**Directions**
What is the number of lines in the records below holding the string "Failed"? Reply with it and nothing else.

**Stored data**
---
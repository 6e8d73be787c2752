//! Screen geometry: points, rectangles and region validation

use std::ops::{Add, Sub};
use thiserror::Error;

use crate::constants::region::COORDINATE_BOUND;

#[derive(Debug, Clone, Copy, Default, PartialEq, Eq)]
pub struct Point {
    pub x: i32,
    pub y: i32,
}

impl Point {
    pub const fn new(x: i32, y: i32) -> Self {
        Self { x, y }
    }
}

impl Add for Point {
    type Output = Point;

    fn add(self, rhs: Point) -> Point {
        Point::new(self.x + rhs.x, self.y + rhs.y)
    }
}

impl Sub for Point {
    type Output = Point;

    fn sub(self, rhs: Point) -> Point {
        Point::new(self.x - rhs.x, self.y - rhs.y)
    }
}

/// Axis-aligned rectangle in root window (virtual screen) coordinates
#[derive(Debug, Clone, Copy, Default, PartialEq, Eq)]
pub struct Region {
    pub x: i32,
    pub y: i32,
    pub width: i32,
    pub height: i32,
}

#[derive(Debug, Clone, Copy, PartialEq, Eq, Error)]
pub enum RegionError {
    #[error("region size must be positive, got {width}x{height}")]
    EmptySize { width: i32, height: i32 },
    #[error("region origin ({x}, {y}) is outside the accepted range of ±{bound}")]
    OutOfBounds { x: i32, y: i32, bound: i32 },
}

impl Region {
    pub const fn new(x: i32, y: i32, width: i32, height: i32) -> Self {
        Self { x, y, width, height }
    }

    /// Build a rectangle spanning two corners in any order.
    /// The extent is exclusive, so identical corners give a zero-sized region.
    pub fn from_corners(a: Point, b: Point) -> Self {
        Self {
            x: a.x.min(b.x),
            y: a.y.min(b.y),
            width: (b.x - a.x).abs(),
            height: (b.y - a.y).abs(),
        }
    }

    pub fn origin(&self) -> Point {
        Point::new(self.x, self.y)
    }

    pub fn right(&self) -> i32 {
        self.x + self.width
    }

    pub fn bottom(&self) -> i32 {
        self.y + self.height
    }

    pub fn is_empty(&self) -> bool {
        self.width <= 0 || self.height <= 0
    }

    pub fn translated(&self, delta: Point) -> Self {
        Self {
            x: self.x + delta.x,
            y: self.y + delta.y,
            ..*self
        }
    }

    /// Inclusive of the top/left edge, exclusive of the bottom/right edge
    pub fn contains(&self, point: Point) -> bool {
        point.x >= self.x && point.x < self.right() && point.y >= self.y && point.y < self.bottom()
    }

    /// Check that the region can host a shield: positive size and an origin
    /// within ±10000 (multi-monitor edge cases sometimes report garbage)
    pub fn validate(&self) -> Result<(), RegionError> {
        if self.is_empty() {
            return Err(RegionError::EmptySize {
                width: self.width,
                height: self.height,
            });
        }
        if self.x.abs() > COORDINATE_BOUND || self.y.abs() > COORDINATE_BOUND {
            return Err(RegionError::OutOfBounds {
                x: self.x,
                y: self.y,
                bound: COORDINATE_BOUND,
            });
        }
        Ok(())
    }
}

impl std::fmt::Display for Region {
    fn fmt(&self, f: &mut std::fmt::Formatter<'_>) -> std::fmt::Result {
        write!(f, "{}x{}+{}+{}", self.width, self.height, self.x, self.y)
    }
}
---
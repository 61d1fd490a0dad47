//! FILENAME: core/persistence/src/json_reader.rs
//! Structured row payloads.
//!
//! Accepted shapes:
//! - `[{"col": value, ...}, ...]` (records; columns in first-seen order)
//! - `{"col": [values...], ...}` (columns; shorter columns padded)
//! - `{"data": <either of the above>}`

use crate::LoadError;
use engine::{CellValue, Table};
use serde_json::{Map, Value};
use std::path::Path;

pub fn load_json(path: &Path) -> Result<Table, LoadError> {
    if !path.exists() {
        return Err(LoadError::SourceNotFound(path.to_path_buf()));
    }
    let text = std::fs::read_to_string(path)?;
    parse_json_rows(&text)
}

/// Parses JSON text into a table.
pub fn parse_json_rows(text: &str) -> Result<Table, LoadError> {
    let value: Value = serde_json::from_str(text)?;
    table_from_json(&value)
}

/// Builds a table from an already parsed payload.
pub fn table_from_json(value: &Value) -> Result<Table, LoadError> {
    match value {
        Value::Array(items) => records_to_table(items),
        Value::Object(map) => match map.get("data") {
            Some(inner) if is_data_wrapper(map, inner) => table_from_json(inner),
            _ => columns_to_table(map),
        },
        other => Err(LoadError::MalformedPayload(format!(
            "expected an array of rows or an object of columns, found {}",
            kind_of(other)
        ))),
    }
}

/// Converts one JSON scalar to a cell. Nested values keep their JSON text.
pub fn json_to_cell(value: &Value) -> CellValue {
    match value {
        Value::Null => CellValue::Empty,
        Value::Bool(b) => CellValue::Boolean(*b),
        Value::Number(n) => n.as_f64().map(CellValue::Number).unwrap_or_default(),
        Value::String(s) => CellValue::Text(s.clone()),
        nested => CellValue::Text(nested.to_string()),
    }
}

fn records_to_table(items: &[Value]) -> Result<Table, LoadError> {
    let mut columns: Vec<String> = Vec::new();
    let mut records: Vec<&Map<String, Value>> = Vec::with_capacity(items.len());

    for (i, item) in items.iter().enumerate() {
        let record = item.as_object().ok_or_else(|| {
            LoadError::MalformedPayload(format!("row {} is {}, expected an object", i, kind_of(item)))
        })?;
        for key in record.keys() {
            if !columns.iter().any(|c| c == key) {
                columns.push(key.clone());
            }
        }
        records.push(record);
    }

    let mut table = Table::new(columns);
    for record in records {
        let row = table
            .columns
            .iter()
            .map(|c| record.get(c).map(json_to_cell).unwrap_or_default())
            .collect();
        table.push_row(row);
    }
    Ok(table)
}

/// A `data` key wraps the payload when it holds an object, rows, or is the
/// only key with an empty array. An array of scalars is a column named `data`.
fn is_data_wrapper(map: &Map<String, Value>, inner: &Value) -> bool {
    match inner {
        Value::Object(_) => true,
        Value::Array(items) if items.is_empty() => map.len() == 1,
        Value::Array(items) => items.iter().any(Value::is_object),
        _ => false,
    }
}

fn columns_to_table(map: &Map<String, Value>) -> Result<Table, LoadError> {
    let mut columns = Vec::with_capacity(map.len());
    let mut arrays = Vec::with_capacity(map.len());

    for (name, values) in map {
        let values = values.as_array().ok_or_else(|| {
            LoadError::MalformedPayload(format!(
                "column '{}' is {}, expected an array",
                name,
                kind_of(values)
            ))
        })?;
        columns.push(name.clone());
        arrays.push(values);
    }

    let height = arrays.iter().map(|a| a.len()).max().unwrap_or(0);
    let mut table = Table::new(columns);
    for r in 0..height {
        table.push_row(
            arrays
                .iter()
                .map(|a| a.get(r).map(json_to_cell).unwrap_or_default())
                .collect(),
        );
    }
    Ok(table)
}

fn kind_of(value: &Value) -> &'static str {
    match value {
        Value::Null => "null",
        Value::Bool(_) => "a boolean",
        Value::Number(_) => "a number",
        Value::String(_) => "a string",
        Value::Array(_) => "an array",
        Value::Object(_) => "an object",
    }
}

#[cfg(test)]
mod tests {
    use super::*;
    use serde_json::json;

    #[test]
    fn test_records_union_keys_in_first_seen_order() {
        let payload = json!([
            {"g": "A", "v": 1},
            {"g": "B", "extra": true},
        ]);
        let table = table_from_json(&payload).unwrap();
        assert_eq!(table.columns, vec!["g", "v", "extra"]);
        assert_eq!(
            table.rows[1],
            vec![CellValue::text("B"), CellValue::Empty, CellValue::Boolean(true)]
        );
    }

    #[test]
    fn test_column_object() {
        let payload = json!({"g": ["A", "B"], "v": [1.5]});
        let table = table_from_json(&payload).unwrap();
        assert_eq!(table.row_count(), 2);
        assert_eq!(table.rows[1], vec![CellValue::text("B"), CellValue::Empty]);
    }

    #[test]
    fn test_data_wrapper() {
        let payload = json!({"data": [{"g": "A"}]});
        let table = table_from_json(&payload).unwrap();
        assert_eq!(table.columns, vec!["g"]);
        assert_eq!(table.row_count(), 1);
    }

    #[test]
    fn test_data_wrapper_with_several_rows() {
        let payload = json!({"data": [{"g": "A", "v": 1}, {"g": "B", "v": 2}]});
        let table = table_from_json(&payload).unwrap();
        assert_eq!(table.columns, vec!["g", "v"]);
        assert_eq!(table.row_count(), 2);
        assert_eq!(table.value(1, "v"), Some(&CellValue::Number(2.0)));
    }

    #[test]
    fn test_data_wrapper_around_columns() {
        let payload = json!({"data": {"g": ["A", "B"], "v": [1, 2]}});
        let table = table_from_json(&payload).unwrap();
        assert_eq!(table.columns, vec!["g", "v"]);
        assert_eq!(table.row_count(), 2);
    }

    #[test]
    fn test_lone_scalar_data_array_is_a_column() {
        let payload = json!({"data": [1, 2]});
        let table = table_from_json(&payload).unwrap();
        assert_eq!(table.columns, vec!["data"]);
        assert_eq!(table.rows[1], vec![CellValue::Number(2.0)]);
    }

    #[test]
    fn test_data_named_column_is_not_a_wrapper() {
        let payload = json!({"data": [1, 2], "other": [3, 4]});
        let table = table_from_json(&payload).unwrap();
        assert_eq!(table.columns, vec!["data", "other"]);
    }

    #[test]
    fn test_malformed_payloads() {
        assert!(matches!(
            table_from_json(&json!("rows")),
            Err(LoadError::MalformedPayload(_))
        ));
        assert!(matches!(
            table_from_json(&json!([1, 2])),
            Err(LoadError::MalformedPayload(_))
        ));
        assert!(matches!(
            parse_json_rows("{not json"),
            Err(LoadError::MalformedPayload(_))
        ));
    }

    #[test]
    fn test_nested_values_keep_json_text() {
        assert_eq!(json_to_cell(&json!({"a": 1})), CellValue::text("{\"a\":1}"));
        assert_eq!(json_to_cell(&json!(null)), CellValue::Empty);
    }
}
---
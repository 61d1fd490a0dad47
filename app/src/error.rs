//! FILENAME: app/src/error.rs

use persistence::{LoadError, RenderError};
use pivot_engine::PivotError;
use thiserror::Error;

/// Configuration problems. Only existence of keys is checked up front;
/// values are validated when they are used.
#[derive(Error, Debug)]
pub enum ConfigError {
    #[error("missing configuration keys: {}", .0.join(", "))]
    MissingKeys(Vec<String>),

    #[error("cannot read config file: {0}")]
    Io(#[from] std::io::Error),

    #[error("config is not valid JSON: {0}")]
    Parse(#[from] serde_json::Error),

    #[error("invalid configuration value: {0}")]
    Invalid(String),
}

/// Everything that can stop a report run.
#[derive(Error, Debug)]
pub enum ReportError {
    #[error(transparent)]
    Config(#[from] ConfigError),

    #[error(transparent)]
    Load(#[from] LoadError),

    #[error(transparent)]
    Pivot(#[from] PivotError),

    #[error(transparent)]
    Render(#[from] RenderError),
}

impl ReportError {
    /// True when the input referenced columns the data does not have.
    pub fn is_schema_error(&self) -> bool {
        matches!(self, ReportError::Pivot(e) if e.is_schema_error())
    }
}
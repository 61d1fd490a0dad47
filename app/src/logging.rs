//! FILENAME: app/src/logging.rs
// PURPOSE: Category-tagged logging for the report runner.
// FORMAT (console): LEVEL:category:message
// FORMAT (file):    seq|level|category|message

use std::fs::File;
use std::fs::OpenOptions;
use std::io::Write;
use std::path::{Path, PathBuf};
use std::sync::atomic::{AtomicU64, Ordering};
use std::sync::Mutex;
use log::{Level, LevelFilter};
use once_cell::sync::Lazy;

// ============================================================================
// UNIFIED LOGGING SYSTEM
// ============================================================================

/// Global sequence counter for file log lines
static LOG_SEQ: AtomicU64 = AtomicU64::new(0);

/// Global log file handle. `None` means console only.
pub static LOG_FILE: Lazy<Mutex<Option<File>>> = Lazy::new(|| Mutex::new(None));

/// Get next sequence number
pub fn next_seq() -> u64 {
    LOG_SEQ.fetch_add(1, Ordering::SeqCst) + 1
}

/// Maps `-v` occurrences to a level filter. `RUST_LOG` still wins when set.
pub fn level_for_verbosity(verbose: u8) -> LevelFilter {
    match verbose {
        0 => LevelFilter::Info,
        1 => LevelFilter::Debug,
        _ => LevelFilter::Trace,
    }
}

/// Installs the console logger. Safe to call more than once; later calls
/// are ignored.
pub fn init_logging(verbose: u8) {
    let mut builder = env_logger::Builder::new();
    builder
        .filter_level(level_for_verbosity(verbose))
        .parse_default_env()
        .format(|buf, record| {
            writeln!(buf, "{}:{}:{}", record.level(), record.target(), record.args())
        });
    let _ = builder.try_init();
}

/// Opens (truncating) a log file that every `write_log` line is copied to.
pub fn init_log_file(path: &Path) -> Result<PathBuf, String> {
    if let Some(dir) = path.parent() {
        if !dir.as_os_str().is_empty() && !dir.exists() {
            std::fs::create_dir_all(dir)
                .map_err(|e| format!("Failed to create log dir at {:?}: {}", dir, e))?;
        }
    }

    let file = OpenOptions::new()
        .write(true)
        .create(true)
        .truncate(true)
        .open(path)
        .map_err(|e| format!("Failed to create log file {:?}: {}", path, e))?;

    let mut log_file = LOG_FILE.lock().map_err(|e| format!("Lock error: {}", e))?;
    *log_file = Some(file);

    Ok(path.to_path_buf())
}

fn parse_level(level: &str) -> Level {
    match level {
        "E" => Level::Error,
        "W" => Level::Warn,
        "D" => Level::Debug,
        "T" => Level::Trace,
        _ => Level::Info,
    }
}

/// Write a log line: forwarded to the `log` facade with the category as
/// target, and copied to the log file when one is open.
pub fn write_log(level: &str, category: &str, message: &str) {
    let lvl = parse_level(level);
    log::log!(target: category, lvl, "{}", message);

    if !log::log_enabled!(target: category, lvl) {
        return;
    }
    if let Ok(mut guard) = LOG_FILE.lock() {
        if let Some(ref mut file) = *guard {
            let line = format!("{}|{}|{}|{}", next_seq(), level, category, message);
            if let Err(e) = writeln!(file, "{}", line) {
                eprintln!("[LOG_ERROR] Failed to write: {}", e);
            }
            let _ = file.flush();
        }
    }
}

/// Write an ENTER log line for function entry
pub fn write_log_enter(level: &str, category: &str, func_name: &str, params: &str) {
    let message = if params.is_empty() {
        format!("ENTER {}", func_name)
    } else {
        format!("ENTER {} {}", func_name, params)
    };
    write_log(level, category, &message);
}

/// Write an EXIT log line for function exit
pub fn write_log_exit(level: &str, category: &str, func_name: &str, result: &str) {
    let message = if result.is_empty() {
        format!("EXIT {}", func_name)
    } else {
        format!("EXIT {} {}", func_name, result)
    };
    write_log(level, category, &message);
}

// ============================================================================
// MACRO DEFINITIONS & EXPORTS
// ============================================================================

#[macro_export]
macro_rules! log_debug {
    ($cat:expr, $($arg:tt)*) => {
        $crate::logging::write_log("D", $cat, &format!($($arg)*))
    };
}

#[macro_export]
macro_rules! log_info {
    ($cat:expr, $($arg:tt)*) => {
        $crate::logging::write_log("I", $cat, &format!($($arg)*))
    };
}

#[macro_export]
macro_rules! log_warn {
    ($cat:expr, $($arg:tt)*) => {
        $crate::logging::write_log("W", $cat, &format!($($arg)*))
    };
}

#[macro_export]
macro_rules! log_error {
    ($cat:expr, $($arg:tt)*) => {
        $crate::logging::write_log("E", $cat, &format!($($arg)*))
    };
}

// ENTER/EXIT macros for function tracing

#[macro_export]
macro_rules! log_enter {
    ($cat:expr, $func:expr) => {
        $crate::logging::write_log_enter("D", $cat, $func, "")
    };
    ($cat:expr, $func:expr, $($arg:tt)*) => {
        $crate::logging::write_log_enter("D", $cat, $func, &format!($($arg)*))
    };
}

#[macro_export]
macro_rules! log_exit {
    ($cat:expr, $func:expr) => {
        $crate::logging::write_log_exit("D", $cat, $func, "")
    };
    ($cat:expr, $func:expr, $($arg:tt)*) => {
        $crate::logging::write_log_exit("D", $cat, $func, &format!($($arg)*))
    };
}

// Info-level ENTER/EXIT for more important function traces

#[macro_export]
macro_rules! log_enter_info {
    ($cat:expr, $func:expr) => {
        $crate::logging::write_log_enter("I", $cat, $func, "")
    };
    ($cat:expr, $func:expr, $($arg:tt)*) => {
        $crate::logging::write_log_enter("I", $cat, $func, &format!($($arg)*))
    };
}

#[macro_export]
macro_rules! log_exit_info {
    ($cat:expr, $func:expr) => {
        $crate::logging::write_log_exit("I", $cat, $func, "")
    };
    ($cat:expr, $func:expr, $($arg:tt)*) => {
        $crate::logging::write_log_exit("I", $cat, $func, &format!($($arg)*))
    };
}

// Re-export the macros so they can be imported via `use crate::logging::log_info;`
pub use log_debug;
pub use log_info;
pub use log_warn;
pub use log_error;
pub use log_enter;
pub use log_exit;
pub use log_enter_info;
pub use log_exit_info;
---
**Task result**
3